So, a Wikipedia-like system _could_ be possible, but you’d need to greatly restrict, control, and monitor who has access to publishing and reviewing, which kind of defeats many of that model’s advantages.

In the end, we (academia) need a new publishing model, but I think it will be more journal-like than Wikipedia-like, at least for a decade or several (we’re fairly slow to change).

Anonymous Coward says:

Re: Re:

Craig, I like your point. A wiki-like system with a strong identification to tie it into the real world would work better. The downside to any such notion is that it discourages the views of those considered a harassed minority, but I think this is more of a concern in politics than in science. The system stands to gain quite a bit from the scheme under consideration here, even if it is esoteric and limited to to well-identified contributors.

Basically it could amount to an extremely well-moderated forum for academics, with its authenticity granted by its being chartered for the collaborative development of papers. That infrastructure can be the starting point.

presumedhuman says:

Having peer reviews by those possessing “lesser” or diverse qualifications force the authors to respond at the level of their audience – thereby forcing the authors to re-think their explanation in a manner that brings about increased subject matter self-realization for the “superior intellect” when having to express information in alternate terms. It’s like displaying a vanity plate on your automobile that only you understand – no one else cares about your little secret and ignores you.

In this suggested forum (wiki-scientific-pubs or whatever) designated (certified & qualified) editors could receive comments from the general audience and apply as necessary appropriate & genuine editorial corrections. Of course, the superior peers would also be subject to scrutiny by the masses – can the academic aristocracy handle being under the world wide microscope or do we stay in the dark ages?
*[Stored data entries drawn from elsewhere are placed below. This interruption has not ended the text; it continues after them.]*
use std::sync::LazyLock;

use chrono::NaiveDate;
use regex::Regex;

use crate::record::UNKNOWN;

static NOISE_RE: LazyLock<Regex> = LazyLock::new(|| Regex::new(r"[^\w\s\-/\.]").unwrap());
static RANGE_SPLIT_RE: LazyLock<Regex> = LazyLock::new(|| Regex::new(r"[–-]").unwrap());
static YEAR_RE: LazyLock<Regex> = LazyLock::new(|| Regex::new(r"\b(1\d{3}|20[0-2]\d)\b").unwrap());

static ISO_RE: LazyLock<Regex> =
    LazyLock::new(|| Regex::new(r"(\d{4})-(\d{2})-(\d{2})").unwrap());
static DMY_RE: LazyLock<Regex> =
    LazyLock::new(|| Regex::new(r"(\d{1,2})(?:st|nd|rd|th)?\s+([A-Za-z]+)\s+(\d{4})").unwrap());
static MDY_RE: LazyLock<Regex> =
    LazyLock::new(|| Regex::new(r"([A-Za-z]+)\s+(\d{1,2})(?:st|nd|rd|th)?,?\s+(\d{4})").unwrap());
static YMD_RE: LazyLock<Regex> =
    LazyLock::new(|| Regex::new(r"(\d{4})\s+([A-Za-z]+)\s+(\d{1,2})(?:st|nd|rd|th)?").unwrap());
static SLASH_RE: LazyLock<Regex> =
    LazyLock::new(|| Regex::new(r"(\d{1,2})/(\d{1,2})/(\d{4})").unwrap());
static DOT_RE: LazyLock<Regex> =
    LazyLock::new(|| Regex::new(r"(\d{1,2})\.(\d{1,2})\.(\d{4})").unwrap());

fn month_number(name: &str) -> Option<u32> {
    let n = match name {
        "January" | "Jan" => 1,
        "February" | "Feb" => 2,
        "March" | "Mar" => 3,
        "April" | "Apr" => 4,
        "May" => 5,
        "June" | "Jun" => 6,
        "July" | "Jul" => 7,
        "August" | "Aug" => 8,
        "September" | "Sep" => 9,
        "October" | "Oct" => 10,
        "November" | "Nov" => 11,
        "December" | "Dec" => 12,
        _ => return None,
    };
    Some(n)
}

/// Parse free-form date text into canonical `YYYY-MM-DD`, or `"unknown"`.
///
/// Patterns are tried in a fixed priority order; for a range only the
/// start is parsed; an impossible calendar combination (Feb 30) falls
/// back to the bare-year form.
pub fn format_date(text: &str) -> String {
    if text.trim().is_empty() {
        return UNKNOWN.to_string();
    }

    let cleaned = NOISE_RE.replace_all(text, " ");
    let cleaned = cleaned.split_whitespace().collect::<Vec<_>>().join(" ");

    // A range keeps only its start. An ISO date splits into three parts,
    // so it never takes this path.
    if cleaned.contains('-') || cleaned.contains('–') {
        let parts: Vec<&str> = RANGE_SPLIT_RE.split(&cleaned).collect();
        if parts.len() == 2 {
            if let Some(date) = try_patterns(parts[0].trim()) {
                return date;
            }
        }
    }

    if let Some(date) = try_patterns(&cleaned) {
        return date;
    }

    // Last resort: any bare year anywhere in the text.
    if let Some(caps) = YEAR_RE.captures(&cleaned) {
        return format!("{}-01-01", &caps[1]);
    }

    UNKNOWN.to_string()
}

fn try_patterns(text: &str) -> Option<String> {
    let candidate = if let Some(c) = ISO_RE.captures(text) {
        Some((c[1].parse().ok()?, c[2].parse().ok()?, c[3].parse().ok()?))
    } else if let Some(c) = DMY_RE.captures(text) {
        Some((c[3].parse().ok()?, month_number(&c[2]).unwrap_or(1), c[1].parse().ok()?))
    } else if let Some(c) = MDY_RE.captures(text) {
        Some((c[3].parse().ok()?, month_number(&c[1]).unwrap_or(1), c[2].parse().ok()?))
    } else if let Some(c) = YMD_RE.captures(text) {
        Some((c[1].parse().ok()?, month_number(&c[2]).unwrap_or(1), c[3].parse().ok()?))
    } else if let Some(c) = SLASH_RE.captures(text) {
        Some((c[3].parse().ok()?, c[2].parse().ok()?, c[1].parse().ok()?))
    } else if let Some(c) = DOT_RE.captures(text) {
        Some((c[3].parse().ok()?, c[2].parse().ok()?, c[1].parse().ok()?))
    } else {
        YEAR_RE.captures(text).map(|c| {
            let y: i32 = c[1].parse().unwrap_or(1);
            (y, 1, 1)
        })
    };

    let (year, month, day) = candidate?;
    // Reject impossible calendar dates (Feb 30); the caller falls back
    // to the bare-year form.
    let date = NaiveDate::from_ymd_opt(year, month, day)?;
    Some(date.format("%Y-%m-%d").to_string())
}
Honky-Tonk Dragon (user link) says:

Re: Responding at the level of the audience

There are many good observations here.

But this one, for me defines why this could really help open up the potential of the “intar-web.” I’m sure we all remember the “gee-whiz” techno-geeks and futurists who predicted that the internet would be akin to the printing press in catalyzing a new age of enlightenment. And while, yes we have basically achieved the equivilent of allowing a gifted kid in Toad Suck, Arkansas access to the Libraries of Alexandria and Congress at the same time, he also has access to the entire backcatalogue of the Weekly World News and Enquirer.
While there are some fields (just about anything having to do with coding or programming) that have really blossomed and taken advantage of the internet’s inherent gifts to “open-sourcing” knowledge, there are others that are still bottle-necked by ivory tower mentalities. Just becoming fluent in the linguistic masonic hand-shakes of some fields, the ever increasing jargons of specialization requires years of institutionalized education, and has become one of the great bottlenecks in the aforementioned open-sourcing of knowledge.
Fortunately, many of those pie-eyed futurists and techno-geeks have already developed theoretical systems to help deal with the “tragedy of the commons” that those who favor anonymous peer-review over public review and editing are espousing here. Cory Doctrow’s concept of whuffies or “reputation points” may not be the end all be all answer to this dilemma, but it is a start. And we see this type thing becoming more and more prevalent as Web 2.0 descends on us. Maybe we need wikis with accountability, where you can see who made an addition or edit, and with a click see their history, other edits they have made, other postings to online forums.
The answers are out there. But keeping knowledge locked in ivory towers will only impede their discovery.

A_Researcher says:

presumedhuman said: “Of course, the superior peers would also be subject to scrutiny by the masses – can the academic aristocracy handle being under the world wide microscope or do we stay in the dark ages?”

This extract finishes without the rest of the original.